Inductive rotary encoders in plastics processing

Productive Injection Molding with Inductive Rotary Encoders

Machine designs for the injection molding of plastics increasingly depend on hybrid or even all-electric drive technology. High-efficiency electric drives close the mold, dose, inject and dispense as well as actuate the frequently coupled extraction robot. The goal is to continuously raise throughput rates to improve productivity of the cycle-controlled injection molding machines. Rugged feedback systems are indispensable for the required high-performance, dynamic drive control. Inductive rotary encoders from the ECI/EBI/EQI 1100, ECI/EQI 1300 and ECI/EBI 100 series from HEIDENHAIN are the ideal solutions for such applications. They are available for small (1100) or large (1300) axis heights in servo motors and for hollow shaft applications (100). Singleturn encoders (ECI) and gear-based (EQI) or battery-buffered multiturn encoders (EBI) are also available. The units have a resolution of 524 288 positions per revolution. The EBI 1100 is an exception with a resolution of 262 144 positions per revolution. The measuring range of the gear-based multiturn rotary encoders is 4096 revolutions and that of the battery-buffered rotary encoders is 65 536 revolutions. All the series transfer the data through the purely serial EnDat 2.2 interface that is widespread in the market. This ensures EMC-reliable and rapid data transfer. It also meets the most exacting demands on control dynamics.
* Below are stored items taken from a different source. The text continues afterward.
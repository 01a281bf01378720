//! The endless strike loop.
//!
//! One cycle emits `Start` once, then one `Path` per search round, one
//! `Strike` per strike checkpoint and one `Flash` per flashed cell. When the
//! flash runs out the grid is reset and the next call starts over. The
//! walls never change between cycles.

use std::time::Duration;

use rand::Rng;
use tracing::debug;

use crate::error::MazeError;
use crate::grid::{Grid, Pos};
use crate::maze::MazeGenerator;
use crate::search::PathSearch;
use crate::trace::{FlashTrace, Step, StrikeTrace};

const START_DELAY_MS: u64 = 200;
const PATH_DELAY_MS: u64 = 20;
const STRIKE_DELAY_MS: u64 = 0;
const FLASH_DELAY_MS: u64 = 200;

#[derive(Debug, Clone, Copy, PartialEq, Eq, Hash)]
pub enum Phase {
    Start,
    Path,
    Strike,
    Flash,
}

impl Phase {
    /// Suggested minimum spacing between the step that produced this phase
    /// and the next call to [`LightningCycle::advance`].
    pub fn delay(self) -> Duration {
        let ms = match self {
            Phase::Start => START_DELAY_MS,
            Phase::Path => PATH_DELAY_MS,
            Phase::Strike => STRIKE_DELAY_MS,
            Phase::Flash => FLASH_DELAY_MS,
        };
        Duration::from_millis(ms)
    }

    pub fn label(self) -> &'static str {
        match self {
            Phase::Start => "start",
            Phase::Path => "path",
            Phase::Strike => "strike",
            Phase::Flash => "flash",
        }
    }
}

/// What the next `advance` call will drive.
#[derive(Debug, Clone)]
enum Stage {
    Pending,
    Searching(PathSearch),
    Striking { trace: StrikeTrace, strike: Pos },
    Flashing(FlashTrace),
}

#[derive(Debug, Clone)]
pub struct LightningCycle {
    grid: Grid,
    stage: Stage,
    phase: Phase,
    strike: Option<Pos>,
    cycles: u64,
    advances: u64,
}

impl LightningCycle {
    /// Generates a maze on the default layout and parks the cycle at `Start`.
    pub fn new(rng: &mut impl Rng) -> Result<Self, MazeError> {
        Self::generate(&MazeGenerator::default(), rng)
    }

    pub fn generate(generator: &MazeGenerator, rng: &mut impl Rng) -> Result<Self, MazeError> {
        Ok(Self::from_grid(generator.generate(rng)?))
    }

    /// Runs the cycle over an existing grid. Its cell state is reset first.
    pub fn from_grid(mut grid: Grid) -> Self {
        grid.reset();
        Self {
            grid,
            stage: Stage::Pending,
            phase: Phase::Start,
            strike: None,
            cycles: 0,
            advances: 0,
        }
    }

    pub fn grid(&self) -> &Grid {
        &self.grid
    }

    /// Phase produced by the most recent `advance`, `Start` before the first.
    pub fn phase(&self) -> Phase {
        self.phase
    }

    /// Strike point of the current cycle, once the search has finished.
    pub fn strike_point(&self) -> Option<Pos> {
        self.strike
    }

    /// Completed cycles, counted at each reset.
    pub fn cycles(&self) -> u64 {
        self.cycles
    }

    pub fn advances(&self) -> u64 {
        self.advances
    }

    /// How long the host should wait before the next `advance`.
    pub fn next_delay(&self) -> Duration {
        if self.advances == 0 {
            Duration::ZERO
        } else {
            self.phase.delay()
        }
    }

    /// Performs exactly one visible step and returns its phase. A stage
    /// that has nothing left hands over to the next one within the same
    /// call.
    pub fn advance(&mut self) -> Phase {
        self.advances += 1;
        loop {
            let next = match &mut self.stage {
                Stage::Pending => {
                    self.stage = Stage::Searching(PathSearch::new(self.grid.entry()));
                    return self.emit(Phase::Start);
                }
                Stage::Searching(search) => {
                    if search.step(&mut self.grid).is_some() {
                        return self.emit(Phase::Path);
                    }
                    let strike = search.strike_point();
                    debug!(
                        row = strike.row,
                        col = strike.col,
                        rounds = search.rounds(),
                        "search finished"
                    );
                    self.strike = Some(strike);
                    Stage::Striking {
                        trace: StrikeTrace::new(strike),
                        strike,
                    }
                }
                Stage::Striking { trace, strike } => {
                    if trace.step(&mut self.grid).is_some() {
                        return self.emit(Phase::Strike);
                    }
                    Stage::Flashing(FlashTrace::new(*strike))
                }
                Stage::Flashing(trace) => {
                    if trace.step(&mut self.grid).is_some() {
                        return self.emit(Phase::Flash);
                    }
                    self.grid.reset();
                    self.cycles += 1;
                    self.strike = None;
                    debug!(cycles = self.cycles, "cycle complete, grid reset");
                    Stage::Pending
                }
            };
            self.stage = next;
        }
    }

    fn emit(&mut self, phase: Phase) -> Phase {
        self.phase = phase;
        phase
    }
}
In addition to performance and connectivity, the inductive units also feature robustness and a high operating temperature range up to 115 °C. The inductive scanning principle means rotor bearings in the encoder can be dispensed with, thus decoupling the motor shaft from the rotary encoder stator. Mechanical loads on the motor shaft are not transferred to the rotary encoder stator. Despite their bearingless design, the inductive units can compete with bearing-equipped units in terms of operating and mounting tolerances. Rotary encoder versions are available with vibration strengths of up to 400 m/s² compliant to EN 60068-2-6 for drive axes with high vibration levels on the motor housings. Inductive rotary encoders from HEIDENHAIN therefore ensure high machine availability with high mechanical loads—meaning precisely when machines under load need to produce high quantities with high efficiency.

All rotary encoders are equipped with an internal temperature sensor, an electronic ID plate and an EEPROM memory for implementing automatic start-up. Further performance features are also available according to the series. These include support for functional safe drive axes, evaluation of an external temperature sensor and diagnostic parameters. Monitoring of the operating status in this way supports strategies for the predictive maintenance of individual drive axes.

Another advantage of the HEIDENHAIN rotary encoders is their mechanical design consistency. This is the key to injection molding machine technology aligned to productivity and availability. This in turn achieves mounting compatibility (with appropriate design of the motor mechanism) between the inductive rotary encoders and the optically scanned rotary encoders from the ECN/EQN 1100 and ECN/EQN 1300 series.